For the money, its hard to beat a shimano TLD 25. Great line capacity, smooth drag and very light weight; I've used these for a long time and have yet to see one fail from a shark including some large bulls and dusky's. $169.99 is what we sell them for here at Top Gun Tackle in Orange Beach but that is the going rate pretty much anywhere.


----------



## bullmaster (Feb 17, 2008)

I agree with Tuna,theTLD 25 is a great reel.My second choice would be a Daiwa sealine 400 or 600.The senators are good reels but have a slow gear ratio.If you walk on a pier in TX about 90 percent of the reels you will see are Newells,I for one think they are the biggest peices of crap next to Okumas made.I have owned 2 and warped the spools on both of them.Just my opinion.


----------



## konz (Oct 1, 2007)

My friends and I all use Penn senators. I don't have any experience with the others so please keep that in mind. I was told however and also read on the internet that alot of the other reels aren't as resistant to sand as the penns are. Now I don't know this for sure but it convinced me to purchase one. A 9/0 is a pretty good reel. Like the others have said the gear ratio is lower.

The type of fishing has a lot to do with my reel choice. Do a google search on beach shark fishing and see what others may recomend too.


----------



## Travis Gill (Oct 6, 2007)

For beach fishing a 9/0 or bigger senator is good. THese reels can take alot of abuseand keep on diggin.


----------



## JoshH (Sep 28, 2007)

Newell or senator. If you get a senator make sure its an older one with the metal reel seat and not a newer one. Also, I wouldnt use a tld for sharks, a newell or senator would be much better.


----------



## Tuna Man (Oct 2, 2007)

Keep in mind that I have only caught 1 Shark of any size so I'm NO PRO. Also keep in mind that the reel I'm about to mention took a 9 1/2' 225-250# Bull Shark from 230' to boatside and NEVER missed a lick. *Shimano Tekota Series *:clap:clap:clap

Nowhere the size of a Penn 9/0...about the size of a 6/0 and around $170.00. That reel was well used and kept on ticking.
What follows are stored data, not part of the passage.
use serde::{Deserialize, Serialize};
use strum::{AsRefStr, EnumString};

/// 命令执行器类型
#[derive(Debug, Clone, Copy, PartialEq, Eq, Serialize, Deserialize, Default, AsRefStr, EnumString)]
#[serde(rename_all = "lowercase")]
#[strum(serialize_all = "lowercase", ascii_case_insensitive)]
pub enum ExecutorKind {
    /// 进程内内置命令，不接触宿主系统
    #[default]
    Builtin,
    /// 白名单程序，经 tokio::process 执行
    Process,
}

/// 静态配置（从 TOML 加载，启动时使用）
///
/// 包含：
/// - server: 服务器地址、端口、CPU 数量
/// - database: 数据库连接与重试
/// - logging: 日志配置
/// - auth: JWT 签发
/// - ids: 短 ID 长度与冲突重试预算
/// - limits: paste 大小、过期时间上限
/// - terminal: 命令执行器
/// - routes: 路由前缀
/// - cors / maintenance
#[derive(Debug, Clone, Serialize, Deserialize, Default)]
pub struct StaticConfig {
    #[serde(default)]
    pub server: ServerConfig,
    #[serde(default)]
    pub database: DatabaseConfig,
    #[serde(default)]
    pub logging: LoggingConfig,
    #[serde(default)]
    pub auth: AuthConfig,
    #[serde(default)]
    pub ids: IdConfig,
    #[serde(default)]
    pub limits: LimitsConfig,
    #[serde(default)]
    pub terminal: TerminalConfig,
    #[serde(default)]
    pub routes: RouteConfig,
    #[serde(default)]
    pub cors: CorsConfig,
    #[serde(default)]
    pub maintenance: MaintenanceConfig,
}

impl StaticConfig {
    /// 从 TOML 文件和环境变量加载配置
    ///
    /// 优先级：ENV > config.toml > 默认值
    /// ENV 前缀：TB，分隔符：__
    /// 示例：TB__SERVER__PORT=9999
    pub fn load(path: &str) -> Self {
        use config::{Config, Environment, File};

        let builder = Config::builder()
            .add_source(File::with_name(path).required(false))
            .add_source(
                Environment::with_prefix("TB")
                    .separator("__")
                    .try_parsing(true)
                    .list_separator(",")
                    .with_list_parse_key("terminal.allowed_programs")
                    .with_list_parse_key("cors.allowed_origins"),
            );

        match builder.build() {
            Ok(settings) => match settings.try_deserialize::<StaticConfig>() {
                Ok(config) => {
                    if std::path::Path::new(path).exists() {
                        eprintln!("[INFO] Configuration loaded from: {}", path);
                    }
                    config
                }
                Err(e) => {
                    eprintln!("[ERROR] Failed to deserialize config: {}", e);
                    Self::default()
                }
            },
            Err(e) => {
                eprintln!("[ERROR] Failed to build config: {}", e);
                Self::default()
            }
        }
    }

    /// 生成示例 TOML 配置文件
    pub fn generate_sample_config() -> String {
        let sample_config = Self::default();
        toml::to_string_pretty(&sample_config)
            .unwrap_or_else(|e| format!("Error generating sample config: {}", e))
    }
}

/// 服务器配置
#[derive(Debug, Clone, Serialize, Deserialize)]
pub struct ServerConfig {
    #[serde(default = "default_server_host")]
    pub host: String,
    #[serde(default = "default_server_port")]
    pub port: u16,
    #[serde(default = "default_cpu_count")]
    pub cpu_count: usize,
}

/// 数据库连接配置
#[derive(Debug, Clone, Serialize, Deserialize)]
pub struct DatabaseConfig {
    #[serde(default = "default_database_url")]
    pub database_url: String,
    #[serde(default = "default_database_pool_size")]
    pub pool_size: u32,
    #[serde(default = "default_retry_count")]
    pub retry_count: u32,
    #[serde(default = "default_retry_base_delay_ms")]
    pub retry_base_delay_ms: u64,
    #[serde(default = "default_retry_max_delay_ms")]
    pub retry_max_delay_ms: u64,
}

/// 日志配置
#[derive(Debug, Clone, Serialize, Deserialize)]
pub struct LoggingConfig {
    #[serde(default = "default_log_level")]
    pub level: String,
    #[serde(default = "default_log_format")]
    pub format: String,
    #[serde(default)]
    pub file: Option<String>,
    #[serde(default = "default_max_backups")]
    pub max_backups: u32,
    #[serde(default)]
    pub enable_rotation: bool,
}

/// 认证配置
#[derive(Debug, Clone, Serialize, Deserialize)]
pub struct AuthConfig {
    /// 为空时启动期随机生成（重启后旧 token 失效）
    #[serde(default)]
    pub jwt_secret: String,
    #[serde(default = "default_access_token_minutes")]
    pub access_token_minutes: u64,
}

/// 短 ID 生成配置
#[derive(Debug, Clone, Serialize, Deserialize)]
pub struct IdConfig {
    #[serde(default = "default_short_id_length")]
    pub short_id_length: usize,
    #[serde(default = "default_session_id_length")]
    pub session_id_length: usize,
    #[serde(default = "default_max_attempts")]
    pub max_attempts: u32,
}

#[derive(Debug, Clone, Serialize, Deserialize)]
pub struct LimitsConfig {
    #[serde(default = "default_max_paste_bytes")]
    pub max_paste_bytes: usize,
    /// 0 表示不限制
    #[serde(default = "default_max_ttl_secs")]
    pub max_ttl_secs: u64,
}

/// 终端会话配置
#[derive(Debug, Clone, Serialize, Deserialize)]
pub struct TerminalConfig {
    #[serde(default)]
    pub executor: ExecutorKind,
    #[serde(default)]
    pub allowed_programs: Vec<String>,
    #[serde(default = "default_command_timeout_ms")]
    pub command_timeout_ms: u64,
    #[serde(default = "default_max_output_bytes")]
    pub max_output_bytes: usize,
    #[serde(default = "default_max_command_length")]
    pub max_command_length: usize,
}

#[derive(Debug, Clone, Serialize, Deserialize)]
pub struct RouteConfig {
    #[serde(default = "default_api_prefix")]
    pub api_prefix: String,
    #[serde(default = "default_redirect_prefix")]
    pub redirect_prefix: String,
    #[serde(default = "default_health_prefix")]
    pub health_prefix: String,
}

#[derive(Debug, Clone, Serialize, Deserialize)]
pub struct CorsConfig {
    #[serde(default)]
    pub enabled: bool,
    #[serde(default)]
    pub allowed_origins: Vec<String>,
    #[serde(default = "default_cors_max_age")]
    pub max_age: u64,
}

/// 后台维护任务配置
#[derive(Debug, Clone, Serialize, Deserialize)]
pub struct MaintenanceConfig {
    /// 过期记录清理间隔（秒），0 表示关闭
    #[serde(default = "default_purge_interval_secs")]
    pub purge_interval_secs: u64,
}

// ============================================================
// Default value functions
// ============================================================

fn default_server_host() -> String {
    "127.0.0.1".to_string()
}

fn default_server_port() -> u16 {
    8080
}

fn default_cpu_count() -> usize {
    num_cpus::get()
}

fn default_database_url() -> String {
    "sqlite://toolbelt.db?mode=rwc".to_string()
}

fn default_database_pool_size() -> u32 {
    10
}

fn default_retry_count() -> u32 {
    3
}

fn default_retry_base_delay_ms() -> u64 {
    100
}

fn default_retry_max_delay_ms() -> u64 {
    2000
}

fn default_log_level() -> String {
    "info".to_string()
}

fn default_log_format() -> String {
    "text".to_string()
}

fn default_max_backups() -> u32 {
    5
}

fn default_access_token_minutes() -> u64 {
    60
}

fn default_short_id_length() -> usize {
    8
}

fn default_session_id_length() -> usize {
    16
}

fn default_max_attempts() -> u32 {
    5
}

fn default_max_paste_bytes() -> usize {
    1024 * 1024
}

fn default_max_ttl_secs() -> u64 {
    60 * 60 * 24 * 365
}

fn default_command_timeout_ms() -> u64 {
    5000
}

fn default_max_output_bytes() -> usize {
    64 * 1024
}

fn default_max_command_length() -> usize {
    4096
}

fn default_api_prefix() -> String {
    "/api/v1".to_string()
}

fn default_redirect_prefix() -> String {
    "/s".to_string()
}

fn default_health_prefix() -> String {
    "/health".to_string()
}

fn default_cors_max_age() -> u64 {
    3600
}

fn default_purge_interval_secs() -> u64 {
    300
}

impl Default for ServerConfig {
    fn default() -> Self {
        Self {
            host: default_server_host(),
            port: default_server_port(),
            cpu_count: default_cpu_count(),
        }
    }
}

impl Default for DatabaseConfig {
    fn default() -> Self {
        Self {
            database_url: default_database_url(),
            pool_size: default_database_pool_size(),
            retry_count: default_retry_count(),
            retry_base_delay_ms: default_retry_base_delay_ms(),
            retry_max_delay_ms: default_retry_max_delay_ms(),
        }
    }
}

impl Default for LoggingConfig {
    fn default() -> Self {
        Self {
            level: default_log_level(),
            format: default_log_format(),
            file: None,
            max_backups: default_max_backups(),
            enable_rotation: false,
        }
    }
}

impl Default for AuthConfig {
    fn default() -> Self {
        Self {
            jwt_secret: String::new(),
            access_token_minutes: default_access_token_minutes(),
        }
    }
}

impl Default for IdConfig {
    fn default() -> Self {
        Self {
            short_id_length: default_short_id_length(),
            session_id_length: default_session_id_length(),
            max_attempts: default_max_attempts(),
        }
    }
}

impl Default for LimitsConfig {
    fn default() -> Self {
        Self {
            max_paste_bytes: default_max_paste_bytes(),
            max_ttl_secs: default_max_ttl_secs(),
        }
    }
}

impl Default for TerminalConfig {
    fn default() -> Self {
        Self {
            executor: ExecutorKind::default(),
            allowed_programs: Vec::new(),
            command_timeout_ms: default_command_timeout_ms(),
            max_output_bytes: default_max_output_bytes(),
            max_command_length: default_max_command_length(),
        }
    }
}

impl Default for RouteConfig {
    fn default() -> Self {
        Self {
            api_prefix: default_api_prefix(),
            redirect_prefix: default_redirect_prefix(),
            health_prefix: default_health_prefix(),
        }
    }
}

impl Default for CorsConfig {
    fn default() -> Self {
        Self {
            enabled: false,
            allowed_origins: Vec::new(),
            max_age: default_cors_max_age(),
        }
    }
}

impl Default for MaintenanceConfig {
    fn default() -> Self {
        Self {
            purge_interval_secs: default_purge_interval_secs(),
        }
    }
}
It belonged to James and I have NO IDEA what he put it through or if he ever worked on it.










TLD-25 3.6:1 ratio $170.00 http://www.islanddiscounttackle.com/Merchant2/merchant.mvc?Screen=CTGY&Category_Code=TLD

TEKOTA500-800 4.2:1 ratio Starting at $150.00/$160.00/$170.00/ $180.00 http://www.islanddiscounttackle.com/Merchant2/merchant.mvc?Screen=CTGY&Category_Code=Tekota


----------



## [email protected] (Mar 20, 2008)

6/0 senator and powerpro..not many sharks out there you cant whip with that...I really think a 9/0 is excessve unless you have a kayak or a jetski to take out huge baits....


----------



## sand crab (Nov 6, 2007)

thank you all for your input. the penn 115l seems to be the reel that 's being recommend. I'm going with majority vote.


----------



## bigruss (Oct 5, 2007)

I have a Newell 546 and I love it. It weighs less than a senator so I guess it's a plus when you're fighting the fish.Just my opinion....I'd go with a Newell


----------



## konz (Oct 1, 2007)

Yeah the penns do usually weigh more but I kinda like that. Besides when you use a gut bucket the weight doesn't matter.


----------



## tigershark (Oct 16, 2007)

there is a HUGE difference between boat fishing and land based shark fishing. It you are going to cast baits a Penn 4/0 Wide or a 555 would be a good start if you are going to YAK baits then a 9/0 is on the low side and a 12/0-14/0 is preferred. It all depends how serious you want to get, I started with a Penn 9500 then made the switch to conventional 4/0 wide then 6/0 then my next reel was a 9/0 now I fish with 12/0s and 14/0s


----------